The radial artery is an increasingly important graft for coronary artery bypass surgery. Postoperative angiographic studies have shown that a proportion of radial grafts become diffusely narrowed but not occluded, or string signs. Four hundred forty patients receiving a radial artery graft enrolled in a large clinical trial underwent postoperative angiography at 1 year. Angiograms were analyzed visually and quantitatively. A complete string sign was defined as diffuse narrowing along the full length of the graft, while a partial string sign was defined as segmental narrowing. Angiographic findings were correlated with medication compliance and clinical sequelae.
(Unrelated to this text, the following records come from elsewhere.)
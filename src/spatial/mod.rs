//! Spatial data structures: validated datasets, regions and nearest-neighbor indices
//!
//! This module contains:
//! - Dataset schema validation and label interning
//! - Region partitioning (no neighbor leaks across regions)
//! - The kd-tree answering k-nearest and radius queries

/// Validated datasets and raw cell records
pub mod dataset;
/// Static kd-tree for neighbor queries
pub mod kdtree;
/// Independently indexed regions of a dataset
pub mod region;

pub use dataset::{Cell, CellRecord, Dataset, LabelId, SpatialParams};
pub use kdtree::{KdTree, KnnResult, Neighbor, RadiusOrder};
pub use region::Region;
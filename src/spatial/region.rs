//! Regions (fields of view) that are indexed and queried independently

use crate::io::error::Result;
use crate::spatial::kdtree::KdTree;
use ndarray::{Array2, Axis};

/// A spatially contiguous subset of a dataset with its own spatial index
///
/// Member cells are stored as dataset rows in ascending order, so the local
/// index used by the kd-tree preserves dataset order.
#[derive(Debug, Clone)]
pub struct Region {
    name: String,
    cells: Vec<usize>,
    index: KdTree,
}

impl Region {
    /// Build the spatial index for the given dataset rows
    ///
    /// # Errors
    ///
    /// Returns an error if the region is empty or the index cannot be built
    pub fn build(
        name: String,
        mut cells: Vec<usize>,
        coordinates: &Array2<f64>,
        leaf_size: usize,
    ) -> Result<Self> {
        cells.sort_unstable();
        let points = coordinates.select(Axis(0), &cells);
        let index = KdTree::build(points, leaf_size)?;

        Ok(Self { name, cells, index })
    }

    /// Region identifier
    pub fn name(&self) -> &str {
        &self.name
    }

    /// Dataset rows belonging to this region, ascending
    pub fn cells(&self) -> &[usize] {
        &self.cells
    }

    /// Number of cells in the region
    pub fn len(&self) -> usize {
        self.cells.len()
    }

    /// Whether the region has no cells
    pub fn is_empty(&self) -> bool {
        self.cells.is_empty()
    }

    /// Spatial index over the region's cells (local indices)
    pub const fn index(&self) -> &KdTree {
        &self.index
    }

    /// Map a local index back to its dataset row
    pub fn global_index(&self, local: usize) -> Option<usize> {
        self.cells.get(local).copied()
    }
}
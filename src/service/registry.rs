//! Injectable store of engines keyed by dataset identifier

use crate::algorithm::engine::MotifEngine;
use crate::io::error::{Result, not_found};
use parking_lot::RwLock;
use std::collections::BTreeMap;
use std::sync::Arc;
use tracing::info;

/// Outcome of registering an engine
#[derive(Debug, Clone, Copy, PartialEq, Eq)]
pub enum Registration {
    /// The engine was stored under a new id
    Registered,
    /// The id was taken; the existing engine was kept
    AlreadyExists,
}

/// Store of engines owned by the caller
///
/// Implementations must be shareable across request threads.
pub trait DatasetRegistry: Send + Sync {
    /// Store `engine` under `id` unless the id is already taken
    fn register(&self, id: &str, engine: MotifEngine) -> Registration;

    /// Engine registered under `id`
    ///
    /// # Errors
    ///
    /// Returns a not found error for an unknown id
    fn lookup(&self, id: &str) -> Result<Arc<MotifEngine>>;

    /// Registered ids in ascending order
    fn list(&self) -> Vec<String>;

    /// Drop the engine under `id`, reporting whether one existed
    fn remove(&self, id: &str) -> bool;

    /// Whether `id` is registered
    fn contains(&self, id: &str) -> bool {
        self.lookup(id).is_ok()
    }
}

/// Process-lifetime registry held in memory
#[derive(Debug, Default)]
pub struct InMemoryRegistry {
    engines: RwLock<BTreeMap<String, Arc<MotifEngine>>>,
}

impl InMemoryRegistry {
    /// Create an empty registry
    pub fn new() -> Self {
        Self::default()
    }

    /// Number of registered datasets
    pub fn len(&self) -> usize {
        self.engines.read().len()
    }

    /// Whether no dataset is registered
    pub fn is_empty(&self) -> bool {
        self.engines.read().is_empty()
    }
}

impl DatasetRegistry for InMemoryRegistry {
    fn register(&self, id: &str, engine: MotifEngine) -> Registration {
        let mut engines = self.engines.write();
        if engines.contains_key(id) {
            info!(dataset = id, "dataset already registered");
            return Registration::AlreadyExists;
        }
        engines.insert(id.to_string(), Arc::new(engine));
        info!(dataset = id, "dataset registered");
        Registration::Registered
    }

    fn lookup(&self, id: &str) -> Result<Arc<MotifEngine>> {
        self.engines
            .read()
            .get(id)
            .cloned()
            .ok_or_else(|| not_found("dataset", &id))
    }

    fn list(&self) -> Vec<String> {
        self.engines.read().keys().cloned().collect()
    }

    fn remove(&self, id: &str) -> bool {
        let removed = self.engines.write().remove(id).is_some();
        if removed {
            info!(dataset = id, "dataset removed");
        }
        removed
    }

    fn contains(&self, id: &str) -> bool {
        self.engines.read().contains_key(id)
    }
}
Thirty-one patients (7.0 %) had radial artery graft string signs versus 4 patients (0.9%) with a saphenous vein graft string sign (p = 0.001). Complete string signs were present in 28 cases, and the mean diameter was 0.76 +/- 0.14 mm (mean +/- SD), whereas 3 cases had a partial string sign with a diameter of 0.89 +/- 0.14 mm. Fifteen radial arteries showed Thrombolysis in Myocardial Infarction Study (TIMI) 1 flow, 3 cases showed TIMI 2 flow, and 13 cases showed TIMI 3 flow. There was no difference in incidence of radial string sign between patients taking nifedipine versus diltiazem postoperatively. Multivariate analysis revealed the presence of radial artery string sign was closely related to the perioperative use of alpha-adrenergic agonists and target vessels stenosis less than 90%. Postoperative symptoms were associated with radial artery string signs with TIMI 1 flow (p = 0.0045). In the Radial Artery Patency Study, radial artery string sign was present in 7% of patients. Despite diffuse narrowing, 52% of grafts had TIMI 2 flow or better.